La conclusión clave que extraigo basándome en el análisis de la dinámica del mercado es que el actual revuelo en torno a SPCX recuerda inquietantemente a la historia de Rocket Lab (RKLB) en 2021. En aquel entonces, tras salir a bolsa, las acciones de RKLB se desplomaron un 82,8% desde su máximo histórico hasta el mínimo de 2022. Los inversores minoristas, que sucumbieron a la narrativa espacial y a las promesas del "futuro", finalmente se enfrentaron a la cruda realidad de la corrección.
Ahora observamos el mismo patrón: el tema espacial vuelve a estar en el centro de atención, una valoración récord de un billón de dólares, y todos hablan del "futuro". Pero, según mi evaluación, esto no es una señal alcista, sino bajista. El mercado en torno a SpaceX está "sobrecalentado", y el momento para entrar es significativamente peor que en el caso de RKLB. La euforia espacial puede impulsar temporalmente las cotizaciones, pero luego inevitablemente seguirá un desplome para quienes persiguieron el "sueño" sin el debido análisis.
En confirmación de esta tesis, cabe señalar que el entorno macroeconómico en 2026 es mucho menos favorable para los activos de alto riesgo que en 2021. La lección que enseñó la historia de Rocket Lab sigue siendo relevante: detrás de los grandes titulares y las ambiciones espaciales a menudo se esconde una trampa de liquidez. Los inversores deben mostrar la máxima cautela y escepticismo antes de invertir capital en una de las OPI más caras de la historia.

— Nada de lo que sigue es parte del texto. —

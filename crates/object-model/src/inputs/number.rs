//! `Input.Number`.

use serde_json::{Map, Number, Value};

use crate::card_element::CardElement;
use crate::enums::CardElementType;
use crate::error::ParseError;
use crate::input::{input_known_properties, BaseInputElement};
use crate::parse_util::{expect_type_string, get_optional_f64, get_string, insert_non_empty};
use crate::registration::{ElementParser, ParseContext};
use crate::schema_key::SchemaKey;

#[derive(Debug, Clone, PartialEq)]
pub struct NumberInput {
    pub input: BaseInputElement,
    pub placeholder: String,
    pub value: Option<f64>,
    pub min: Option<f64>,
    pub max: Option<f64>,
}

impl NumberInput {
    pub const KNOWN_PROPERTIES: &'static [SchemaKey] = &[
        SchemaKey::Placeholder,
        SchemaKey::Value,
        SchemaKey::Min,
        SchemaKey::Max,
    ];

    pub fn new(id: impl Into<String>) -> Self {
        NumberInput {
            input: BaseInputElement::new(CardElementType::NumberInput, id),
            placeholder: String::new(),
            value: None,
            min: None,
            max: None,
        }
    }

    pub fn known_properties() -> Vec<SchemaKey> {
        input_known_properties(Self::KNOWN_PROPERTIES)
    }

    pub fn from_json(ctx: &mut ParseContext, json: &Value) -> Result<Self, ParseError> {
        expect_type_string(json, CardElementType::NumberInput.as_str())?;

        let input = BaseInputElement::deserialize(
            ctx,
            json,
            CardElementType::NumberInput,
            Self::KNOWN_PROPERTIES,
        )?;

        Ok(NumberInput {
            input,
            placeholder: get_string(json, SchemaKey::Placeholder, false)?,
            value: get_optional_f64(json, SchemaKey::Value)?,
            min: get_optional_f64(json, SchemaKey::Min)?,
            max: get_optional_f64(json, SchemaKey::Max)?,
        })
    }

    pub fn serialize_to_json_value(&self) -> Value {
        let mut root = Map::new();
        self.input.serialize_into(&mut root);
        insert_non_empty(&mut root, SchemaKey::Placeholder, &self.placeholder);
        for (key, number) in [
            (SchemaKey::Value, self.value),
            (SchemaKey::Min, self.min),
            (SchemaKey::Max, self.max),
        ] {
            if let Some(n) = number.and_then(number_value) {
                root.insert(key.as_str().to_string(), n);
            }
        }
        Value::Object(root)
    }

    pub fn serialize(&self) -> String {
        self.serialize_to_json_value().to_string()
    }
}

/// Whole numbers are written as JSON integers so `5` does not come back
/// as `5.0`. Non-finite values have no JSON form and are dropped.
fn number_value(n: f64) -> Option<Value> {
    if n.fract() == 0.0 && n.abs() < i64::MAX as f64 {
        return Some(Value::Number(Number::from(n as i64)));
    }
    Number::from_f64(n).map(Value::Number)
}

#[derive(Debug, Default, Clone, Copy)]
pub struct NumberInputParser;

impl ElementParser for NumberInputParser {
    fn deserialize(&self, ctx: &mut ParseContext, json: &Value) -> Result<CardElement, ParseError> {
        NumberInput::from_json(ctx, json).map(CardElement::NumberInput)
    }
}
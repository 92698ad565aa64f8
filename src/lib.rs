#![doc = include_str!("../README.md")]
#![warn(missing_docs)]

pub mod builder;
pub mod config;
pub mod descriptor;
pub mod error;
pub mod fingerprint;
#[cfg(feature = "logging")]
pub mod logging;
pub mod minify;
pub mod models;
pub mod output;
pub mod project;
pub mod rewrite;
pub mod routes;
pub mod snapshot;
pub mod tree;

pub use builder::StaticBuilder;
pub use config::OptimizerConfig;
pub use descriptor::{DescriptorLoader, ServerDescriptor};
pub use error::{BuildError, BuildResult};
pub use fingerprint::FingerprintIndex;
pub use models::{BuildReport, StaticAliasMap};
pub use project::{BuildContext, OptimizerLayout};
pub use tree::{ModuleNode, ResourceLoader};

Mi opinión profesional: El escenario de RKLB es un ejemplo clásico de cómo el hype del mercado supera a los indicadores fundamentales. SpaceX es, sin duda, una empresa única, pero su valoración actual ya incorpora décadas de crecimiento impecable. En un contexto de endurecimiento de la política monetaria e inestabilidad en los mercados globales, la repetición de la historia de 2021 no es solo una probabilidad, sino casi una inevitabilidad. Los inversores minoristas deberían evitar perseguir historias "espaciales" en el pico del revuelo.